[Opening Exercise data section]

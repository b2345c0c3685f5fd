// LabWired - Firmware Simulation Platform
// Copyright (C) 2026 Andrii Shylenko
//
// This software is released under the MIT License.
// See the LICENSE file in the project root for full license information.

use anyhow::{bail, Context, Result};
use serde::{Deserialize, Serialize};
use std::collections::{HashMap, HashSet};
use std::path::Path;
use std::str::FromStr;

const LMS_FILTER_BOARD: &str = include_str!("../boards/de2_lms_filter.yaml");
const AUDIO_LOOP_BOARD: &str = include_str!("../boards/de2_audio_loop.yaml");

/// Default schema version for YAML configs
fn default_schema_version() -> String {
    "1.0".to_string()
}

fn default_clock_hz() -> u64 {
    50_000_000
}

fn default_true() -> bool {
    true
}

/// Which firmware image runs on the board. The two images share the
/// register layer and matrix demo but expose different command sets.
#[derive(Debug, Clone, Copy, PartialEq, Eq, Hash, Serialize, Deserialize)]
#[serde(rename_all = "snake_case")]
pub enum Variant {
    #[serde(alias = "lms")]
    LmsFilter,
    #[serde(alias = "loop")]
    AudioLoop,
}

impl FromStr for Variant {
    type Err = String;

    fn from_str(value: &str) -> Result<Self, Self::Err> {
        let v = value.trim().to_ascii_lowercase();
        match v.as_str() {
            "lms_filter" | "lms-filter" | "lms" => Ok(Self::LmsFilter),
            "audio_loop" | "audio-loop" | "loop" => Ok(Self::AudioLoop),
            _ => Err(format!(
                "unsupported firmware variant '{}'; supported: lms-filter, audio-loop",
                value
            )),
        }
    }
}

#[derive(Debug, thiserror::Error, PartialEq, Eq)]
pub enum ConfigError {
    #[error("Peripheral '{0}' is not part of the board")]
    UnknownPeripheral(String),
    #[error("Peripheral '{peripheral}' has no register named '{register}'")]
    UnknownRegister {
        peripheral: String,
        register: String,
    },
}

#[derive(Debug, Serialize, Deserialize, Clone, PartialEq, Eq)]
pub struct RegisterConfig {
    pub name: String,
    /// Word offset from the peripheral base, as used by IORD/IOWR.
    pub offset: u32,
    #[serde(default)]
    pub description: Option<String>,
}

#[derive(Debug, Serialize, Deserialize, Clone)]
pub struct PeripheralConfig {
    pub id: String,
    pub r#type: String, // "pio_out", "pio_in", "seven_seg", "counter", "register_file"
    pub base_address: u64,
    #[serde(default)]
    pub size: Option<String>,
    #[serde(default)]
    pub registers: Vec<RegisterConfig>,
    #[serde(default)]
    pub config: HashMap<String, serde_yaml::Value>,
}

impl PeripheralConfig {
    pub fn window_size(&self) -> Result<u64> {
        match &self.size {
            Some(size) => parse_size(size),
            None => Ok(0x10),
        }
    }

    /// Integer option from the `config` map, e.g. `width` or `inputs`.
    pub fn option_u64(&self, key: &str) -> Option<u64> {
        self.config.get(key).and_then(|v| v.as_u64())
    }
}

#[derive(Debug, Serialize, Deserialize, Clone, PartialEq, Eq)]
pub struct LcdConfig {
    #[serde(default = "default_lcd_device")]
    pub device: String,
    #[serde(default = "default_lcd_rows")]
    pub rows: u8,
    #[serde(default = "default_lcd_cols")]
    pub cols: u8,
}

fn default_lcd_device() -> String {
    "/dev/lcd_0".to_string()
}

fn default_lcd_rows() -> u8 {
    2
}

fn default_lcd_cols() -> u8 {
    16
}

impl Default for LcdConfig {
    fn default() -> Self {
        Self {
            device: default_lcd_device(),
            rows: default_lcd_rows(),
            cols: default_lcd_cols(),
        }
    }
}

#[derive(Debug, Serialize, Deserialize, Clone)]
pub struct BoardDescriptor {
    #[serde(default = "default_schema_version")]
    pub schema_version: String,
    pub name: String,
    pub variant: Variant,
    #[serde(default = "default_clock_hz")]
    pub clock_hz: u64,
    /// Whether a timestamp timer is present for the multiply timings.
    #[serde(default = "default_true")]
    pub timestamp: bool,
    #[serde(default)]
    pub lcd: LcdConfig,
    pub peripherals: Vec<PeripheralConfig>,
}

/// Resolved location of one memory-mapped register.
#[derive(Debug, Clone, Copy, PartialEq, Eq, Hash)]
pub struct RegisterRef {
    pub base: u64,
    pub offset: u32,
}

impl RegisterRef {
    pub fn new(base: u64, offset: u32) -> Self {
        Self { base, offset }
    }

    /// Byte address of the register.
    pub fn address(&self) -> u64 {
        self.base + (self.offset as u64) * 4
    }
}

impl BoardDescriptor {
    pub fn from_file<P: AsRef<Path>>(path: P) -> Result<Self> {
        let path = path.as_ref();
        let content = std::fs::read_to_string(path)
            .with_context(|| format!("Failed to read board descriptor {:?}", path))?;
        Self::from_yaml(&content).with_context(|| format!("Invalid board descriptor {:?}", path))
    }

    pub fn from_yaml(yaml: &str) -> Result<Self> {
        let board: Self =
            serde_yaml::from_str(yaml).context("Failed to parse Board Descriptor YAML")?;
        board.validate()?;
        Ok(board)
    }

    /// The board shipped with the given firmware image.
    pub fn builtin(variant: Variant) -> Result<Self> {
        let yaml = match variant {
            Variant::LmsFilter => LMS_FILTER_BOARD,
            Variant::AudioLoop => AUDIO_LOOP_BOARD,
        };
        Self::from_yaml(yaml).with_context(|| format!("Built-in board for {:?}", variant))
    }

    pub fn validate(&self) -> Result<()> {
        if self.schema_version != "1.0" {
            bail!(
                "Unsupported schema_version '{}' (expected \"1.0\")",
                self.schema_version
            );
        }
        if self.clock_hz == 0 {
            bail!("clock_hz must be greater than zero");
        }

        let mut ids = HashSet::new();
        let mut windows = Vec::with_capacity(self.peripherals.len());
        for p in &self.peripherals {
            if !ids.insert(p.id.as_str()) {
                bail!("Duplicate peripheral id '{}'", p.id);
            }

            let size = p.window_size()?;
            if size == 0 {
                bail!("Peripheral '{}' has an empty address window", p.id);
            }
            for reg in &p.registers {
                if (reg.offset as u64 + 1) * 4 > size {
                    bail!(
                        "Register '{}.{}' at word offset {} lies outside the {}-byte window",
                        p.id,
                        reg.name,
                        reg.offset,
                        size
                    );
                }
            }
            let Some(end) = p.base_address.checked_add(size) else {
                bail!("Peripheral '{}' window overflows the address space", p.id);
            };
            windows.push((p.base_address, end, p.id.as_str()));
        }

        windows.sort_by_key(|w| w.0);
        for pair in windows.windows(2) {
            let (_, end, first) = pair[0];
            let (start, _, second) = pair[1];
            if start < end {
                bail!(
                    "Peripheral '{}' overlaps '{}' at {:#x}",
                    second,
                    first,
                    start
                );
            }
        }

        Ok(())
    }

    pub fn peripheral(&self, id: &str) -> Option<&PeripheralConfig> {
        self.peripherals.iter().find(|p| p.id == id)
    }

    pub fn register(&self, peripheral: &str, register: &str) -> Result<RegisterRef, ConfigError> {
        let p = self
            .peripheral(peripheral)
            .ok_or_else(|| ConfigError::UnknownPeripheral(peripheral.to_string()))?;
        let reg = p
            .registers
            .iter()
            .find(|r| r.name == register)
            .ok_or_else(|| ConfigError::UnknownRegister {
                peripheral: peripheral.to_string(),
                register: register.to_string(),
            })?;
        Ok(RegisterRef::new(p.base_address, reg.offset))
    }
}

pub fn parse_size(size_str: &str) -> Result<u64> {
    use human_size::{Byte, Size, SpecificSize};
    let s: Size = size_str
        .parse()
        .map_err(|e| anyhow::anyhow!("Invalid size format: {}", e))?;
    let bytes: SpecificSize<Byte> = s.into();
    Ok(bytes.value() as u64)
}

[Closing Exercise data section]

*Required work*
For the entries above, say how many lines contain the word "enum", giving the number alone.

*Reply*
2